WHAT TO PRODUCE: Pull every line containing the word "core" from the records.

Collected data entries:
============================================================
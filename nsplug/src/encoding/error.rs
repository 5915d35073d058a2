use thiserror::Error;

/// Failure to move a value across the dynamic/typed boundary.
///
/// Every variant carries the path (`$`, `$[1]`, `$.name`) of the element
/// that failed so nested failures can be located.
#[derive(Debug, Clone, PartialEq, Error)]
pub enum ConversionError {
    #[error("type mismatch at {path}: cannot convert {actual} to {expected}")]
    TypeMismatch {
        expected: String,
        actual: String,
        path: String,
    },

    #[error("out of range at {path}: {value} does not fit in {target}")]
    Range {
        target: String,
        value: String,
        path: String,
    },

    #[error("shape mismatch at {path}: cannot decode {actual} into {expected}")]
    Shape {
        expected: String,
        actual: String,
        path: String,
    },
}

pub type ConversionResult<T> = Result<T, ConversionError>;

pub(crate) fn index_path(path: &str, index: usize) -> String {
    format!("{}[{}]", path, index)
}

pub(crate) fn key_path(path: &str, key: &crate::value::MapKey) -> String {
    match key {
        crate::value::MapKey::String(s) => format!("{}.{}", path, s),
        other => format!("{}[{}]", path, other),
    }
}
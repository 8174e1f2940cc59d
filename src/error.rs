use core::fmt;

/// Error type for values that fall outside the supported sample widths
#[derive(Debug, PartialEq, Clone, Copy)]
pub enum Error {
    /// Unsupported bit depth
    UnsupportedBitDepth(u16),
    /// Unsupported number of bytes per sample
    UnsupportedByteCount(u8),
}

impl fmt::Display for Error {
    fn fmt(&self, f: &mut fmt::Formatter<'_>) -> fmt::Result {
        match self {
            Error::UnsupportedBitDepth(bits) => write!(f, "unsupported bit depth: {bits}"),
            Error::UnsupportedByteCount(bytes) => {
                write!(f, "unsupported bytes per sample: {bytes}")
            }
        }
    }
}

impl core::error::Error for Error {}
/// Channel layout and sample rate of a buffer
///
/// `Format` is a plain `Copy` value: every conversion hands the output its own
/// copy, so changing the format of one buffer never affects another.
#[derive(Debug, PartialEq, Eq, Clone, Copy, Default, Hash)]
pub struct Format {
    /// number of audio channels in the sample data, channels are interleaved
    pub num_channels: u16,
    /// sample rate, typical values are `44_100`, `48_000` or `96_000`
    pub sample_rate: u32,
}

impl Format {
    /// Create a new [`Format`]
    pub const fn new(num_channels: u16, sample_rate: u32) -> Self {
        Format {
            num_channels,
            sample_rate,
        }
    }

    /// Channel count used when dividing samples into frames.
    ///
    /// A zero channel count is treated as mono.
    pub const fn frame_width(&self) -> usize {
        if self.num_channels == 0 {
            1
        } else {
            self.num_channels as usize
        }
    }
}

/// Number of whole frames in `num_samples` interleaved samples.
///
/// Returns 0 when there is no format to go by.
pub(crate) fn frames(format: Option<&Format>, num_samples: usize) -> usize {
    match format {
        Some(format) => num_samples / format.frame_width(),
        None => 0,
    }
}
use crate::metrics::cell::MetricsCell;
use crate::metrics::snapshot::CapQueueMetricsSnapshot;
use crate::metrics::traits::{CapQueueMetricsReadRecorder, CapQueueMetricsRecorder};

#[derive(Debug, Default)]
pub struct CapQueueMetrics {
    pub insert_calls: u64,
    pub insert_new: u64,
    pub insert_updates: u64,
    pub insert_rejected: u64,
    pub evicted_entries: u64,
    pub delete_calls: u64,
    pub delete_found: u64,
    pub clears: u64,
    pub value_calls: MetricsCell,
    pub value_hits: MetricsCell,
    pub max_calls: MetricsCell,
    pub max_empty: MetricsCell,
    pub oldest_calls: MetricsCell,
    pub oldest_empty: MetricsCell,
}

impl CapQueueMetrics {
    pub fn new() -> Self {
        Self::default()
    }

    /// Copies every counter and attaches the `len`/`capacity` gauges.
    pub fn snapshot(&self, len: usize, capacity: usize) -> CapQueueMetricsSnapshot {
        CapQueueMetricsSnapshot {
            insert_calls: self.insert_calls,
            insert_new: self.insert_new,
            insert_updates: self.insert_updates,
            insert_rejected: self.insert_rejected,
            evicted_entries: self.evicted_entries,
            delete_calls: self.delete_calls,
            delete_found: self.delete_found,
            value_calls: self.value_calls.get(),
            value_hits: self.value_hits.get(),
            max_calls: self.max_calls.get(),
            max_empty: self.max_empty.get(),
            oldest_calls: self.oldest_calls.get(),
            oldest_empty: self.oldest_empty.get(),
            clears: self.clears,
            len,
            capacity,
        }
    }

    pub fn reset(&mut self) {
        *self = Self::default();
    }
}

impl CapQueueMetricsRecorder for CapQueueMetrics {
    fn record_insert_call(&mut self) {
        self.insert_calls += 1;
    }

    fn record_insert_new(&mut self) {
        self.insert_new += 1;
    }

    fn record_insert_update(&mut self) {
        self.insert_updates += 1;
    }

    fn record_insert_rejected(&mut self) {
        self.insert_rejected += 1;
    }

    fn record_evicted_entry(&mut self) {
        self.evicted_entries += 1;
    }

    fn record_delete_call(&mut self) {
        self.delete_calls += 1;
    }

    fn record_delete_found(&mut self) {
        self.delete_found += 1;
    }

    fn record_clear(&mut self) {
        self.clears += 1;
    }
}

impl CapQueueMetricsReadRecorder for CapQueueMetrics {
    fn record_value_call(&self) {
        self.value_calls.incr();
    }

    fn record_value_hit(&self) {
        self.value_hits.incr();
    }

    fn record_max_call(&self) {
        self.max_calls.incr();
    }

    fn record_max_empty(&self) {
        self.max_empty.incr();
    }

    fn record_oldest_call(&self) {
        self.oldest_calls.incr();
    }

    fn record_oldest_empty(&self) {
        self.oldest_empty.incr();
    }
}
============================================================
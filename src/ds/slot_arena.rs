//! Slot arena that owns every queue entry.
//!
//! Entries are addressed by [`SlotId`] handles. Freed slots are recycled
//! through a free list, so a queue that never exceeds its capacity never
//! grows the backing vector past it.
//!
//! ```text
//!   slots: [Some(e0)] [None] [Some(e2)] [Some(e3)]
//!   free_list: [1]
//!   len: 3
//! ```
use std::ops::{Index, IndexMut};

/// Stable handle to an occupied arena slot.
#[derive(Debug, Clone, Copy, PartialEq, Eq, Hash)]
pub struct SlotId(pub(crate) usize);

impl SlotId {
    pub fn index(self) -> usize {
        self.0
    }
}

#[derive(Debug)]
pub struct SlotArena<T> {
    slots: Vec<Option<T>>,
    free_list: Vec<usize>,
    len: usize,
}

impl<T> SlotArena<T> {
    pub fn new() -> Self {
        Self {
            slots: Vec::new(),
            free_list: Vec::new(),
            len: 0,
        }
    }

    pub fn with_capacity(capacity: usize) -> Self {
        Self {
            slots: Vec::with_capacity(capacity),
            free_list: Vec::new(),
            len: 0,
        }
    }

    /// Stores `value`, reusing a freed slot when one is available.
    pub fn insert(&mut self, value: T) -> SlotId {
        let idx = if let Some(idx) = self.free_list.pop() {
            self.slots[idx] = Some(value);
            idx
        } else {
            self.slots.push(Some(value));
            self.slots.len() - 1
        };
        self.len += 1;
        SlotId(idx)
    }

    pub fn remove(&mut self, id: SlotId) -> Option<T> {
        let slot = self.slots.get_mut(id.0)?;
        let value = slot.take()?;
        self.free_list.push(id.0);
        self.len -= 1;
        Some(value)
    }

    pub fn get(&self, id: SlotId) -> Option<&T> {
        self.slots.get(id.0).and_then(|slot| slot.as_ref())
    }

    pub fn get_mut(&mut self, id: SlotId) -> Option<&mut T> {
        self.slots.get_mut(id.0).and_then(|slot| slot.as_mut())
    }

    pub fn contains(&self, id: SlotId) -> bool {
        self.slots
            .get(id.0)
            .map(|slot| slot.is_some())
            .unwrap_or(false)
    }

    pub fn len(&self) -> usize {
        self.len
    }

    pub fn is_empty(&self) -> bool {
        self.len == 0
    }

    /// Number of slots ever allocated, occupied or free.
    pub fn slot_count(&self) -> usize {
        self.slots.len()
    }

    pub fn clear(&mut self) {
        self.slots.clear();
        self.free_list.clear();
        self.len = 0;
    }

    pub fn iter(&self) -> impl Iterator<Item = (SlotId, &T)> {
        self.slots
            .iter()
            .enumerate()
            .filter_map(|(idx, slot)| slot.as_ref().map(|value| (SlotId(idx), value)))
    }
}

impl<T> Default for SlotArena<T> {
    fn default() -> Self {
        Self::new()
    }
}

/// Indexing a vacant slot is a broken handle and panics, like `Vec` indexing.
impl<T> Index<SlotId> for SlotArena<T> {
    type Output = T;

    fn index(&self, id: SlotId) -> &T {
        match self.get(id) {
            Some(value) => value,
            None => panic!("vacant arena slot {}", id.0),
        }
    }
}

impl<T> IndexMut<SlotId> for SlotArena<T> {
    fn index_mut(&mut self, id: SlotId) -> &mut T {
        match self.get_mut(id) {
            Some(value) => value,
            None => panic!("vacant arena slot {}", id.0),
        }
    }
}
============================================================
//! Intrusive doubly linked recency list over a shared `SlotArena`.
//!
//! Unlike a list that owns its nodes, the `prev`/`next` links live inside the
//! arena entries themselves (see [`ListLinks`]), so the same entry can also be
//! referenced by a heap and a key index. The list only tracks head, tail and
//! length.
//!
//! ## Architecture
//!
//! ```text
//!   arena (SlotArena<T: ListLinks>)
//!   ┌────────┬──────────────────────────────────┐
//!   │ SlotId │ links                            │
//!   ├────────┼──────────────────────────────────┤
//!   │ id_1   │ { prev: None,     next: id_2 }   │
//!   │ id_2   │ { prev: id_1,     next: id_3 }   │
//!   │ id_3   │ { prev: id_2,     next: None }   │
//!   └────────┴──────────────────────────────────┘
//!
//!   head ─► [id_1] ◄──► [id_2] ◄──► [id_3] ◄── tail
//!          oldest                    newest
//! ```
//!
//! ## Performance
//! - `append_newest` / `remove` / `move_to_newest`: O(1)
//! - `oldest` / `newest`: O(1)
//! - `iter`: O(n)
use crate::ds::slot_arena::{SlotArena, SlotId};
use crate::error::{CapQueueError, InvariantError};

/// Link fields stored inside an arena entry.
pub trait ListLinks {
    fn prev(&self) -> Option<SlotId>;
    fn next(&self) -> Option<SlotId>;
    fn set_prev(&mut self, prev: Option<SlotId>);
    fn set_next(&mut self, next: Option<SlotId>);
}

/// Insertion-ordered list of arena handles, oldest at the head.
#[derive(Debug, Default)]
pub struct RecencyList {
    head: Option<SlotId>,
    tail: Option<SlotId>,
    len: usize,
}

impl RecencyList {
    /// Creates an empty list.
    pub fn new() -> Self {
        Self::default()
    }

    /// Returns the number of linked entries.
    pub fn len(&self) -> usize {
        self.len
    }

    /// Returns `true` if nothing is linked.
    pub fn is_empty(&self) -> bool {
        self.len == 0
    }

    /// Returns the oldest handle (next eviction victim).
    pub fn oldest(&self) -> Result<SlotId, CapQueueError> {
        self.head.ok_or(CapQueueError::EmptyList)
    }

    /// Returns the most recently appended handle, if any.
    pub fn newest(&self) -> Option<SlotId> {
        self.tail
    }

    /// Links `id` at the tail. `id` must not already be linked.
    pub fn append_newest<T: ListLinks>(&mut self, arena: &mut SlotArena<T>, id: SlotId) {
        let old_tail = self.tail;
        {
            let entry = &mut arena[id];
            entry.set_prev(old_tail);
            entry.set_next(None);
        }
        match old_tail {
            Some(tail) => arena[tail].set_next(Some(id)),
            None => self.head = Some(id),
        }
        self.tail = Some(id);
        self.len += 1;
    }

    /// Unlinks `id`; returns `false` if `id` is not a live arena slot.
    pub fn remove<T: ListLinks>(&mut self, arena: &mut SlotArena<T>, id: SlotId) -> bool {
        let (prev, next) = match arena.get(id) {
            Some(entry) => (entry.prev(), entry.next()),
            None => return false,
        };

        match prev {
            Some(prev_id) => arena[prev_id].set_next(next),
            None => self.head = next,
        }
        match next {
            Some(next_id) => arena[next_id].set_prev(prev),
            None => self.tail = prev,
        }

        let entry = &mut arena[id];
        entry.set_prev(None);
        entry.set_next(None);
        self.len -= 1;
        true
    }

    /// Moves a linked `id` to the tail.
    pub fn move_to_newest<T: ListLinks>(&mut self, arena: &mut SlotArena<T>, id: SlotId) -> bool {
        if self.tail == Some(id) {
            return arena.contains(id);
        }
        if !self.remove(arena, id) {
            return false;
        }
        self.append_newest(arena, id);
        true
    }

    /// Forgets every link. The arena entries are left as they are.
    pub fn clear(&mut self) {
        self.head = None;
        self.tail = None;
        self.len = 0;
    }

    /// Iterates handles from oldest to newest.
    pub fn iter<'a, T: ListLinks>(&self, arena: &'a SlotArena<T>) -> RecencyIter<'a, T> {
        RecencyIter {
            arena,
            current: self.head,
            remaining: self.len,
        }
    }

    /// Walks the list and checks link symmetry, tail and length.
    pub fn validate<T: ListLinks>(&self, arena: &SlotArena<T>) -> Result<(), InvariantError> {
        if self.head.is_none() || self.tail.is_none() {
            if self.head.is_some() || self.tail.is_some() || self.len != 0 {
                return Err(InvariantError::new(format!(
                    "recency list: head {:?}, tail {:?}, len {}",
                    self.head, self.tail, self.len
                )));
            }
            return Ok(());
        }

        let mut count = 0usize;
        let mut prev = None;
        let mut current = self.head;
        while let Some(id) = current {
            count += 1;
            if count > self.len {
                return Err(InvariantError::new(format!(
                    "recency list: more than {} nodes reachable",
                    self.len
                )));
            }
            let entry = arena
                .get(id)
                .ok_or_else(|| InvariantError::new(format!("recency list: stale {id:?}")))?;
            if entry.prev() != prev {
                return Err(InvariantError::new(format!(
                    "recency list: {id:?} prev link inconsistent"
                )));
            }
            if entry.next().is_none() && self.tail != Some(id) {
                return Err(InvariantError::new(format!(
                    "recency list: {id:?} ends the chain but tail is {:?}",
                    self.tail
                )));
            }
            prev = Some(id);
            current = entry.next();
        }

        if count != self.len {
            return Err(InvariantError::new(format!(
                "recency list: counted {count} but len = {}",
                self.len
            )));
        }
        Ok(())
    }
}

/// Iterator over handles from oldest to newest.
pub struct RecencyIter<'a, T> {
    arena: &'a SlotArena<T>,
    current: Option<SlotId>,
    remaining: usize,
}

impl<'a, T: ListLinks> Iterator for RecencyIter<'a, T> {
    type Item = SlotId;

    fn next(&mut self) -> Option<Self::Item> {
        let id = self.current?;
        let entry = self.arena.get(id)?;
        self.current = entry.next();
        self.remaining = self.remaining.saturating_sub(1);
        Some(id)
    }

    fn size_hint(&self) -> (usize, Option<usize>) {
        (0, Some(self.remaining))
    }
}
============================================================
SOLUTION FOR THIS TASK:
use core::fmt;
impl core::error::Error for Error {}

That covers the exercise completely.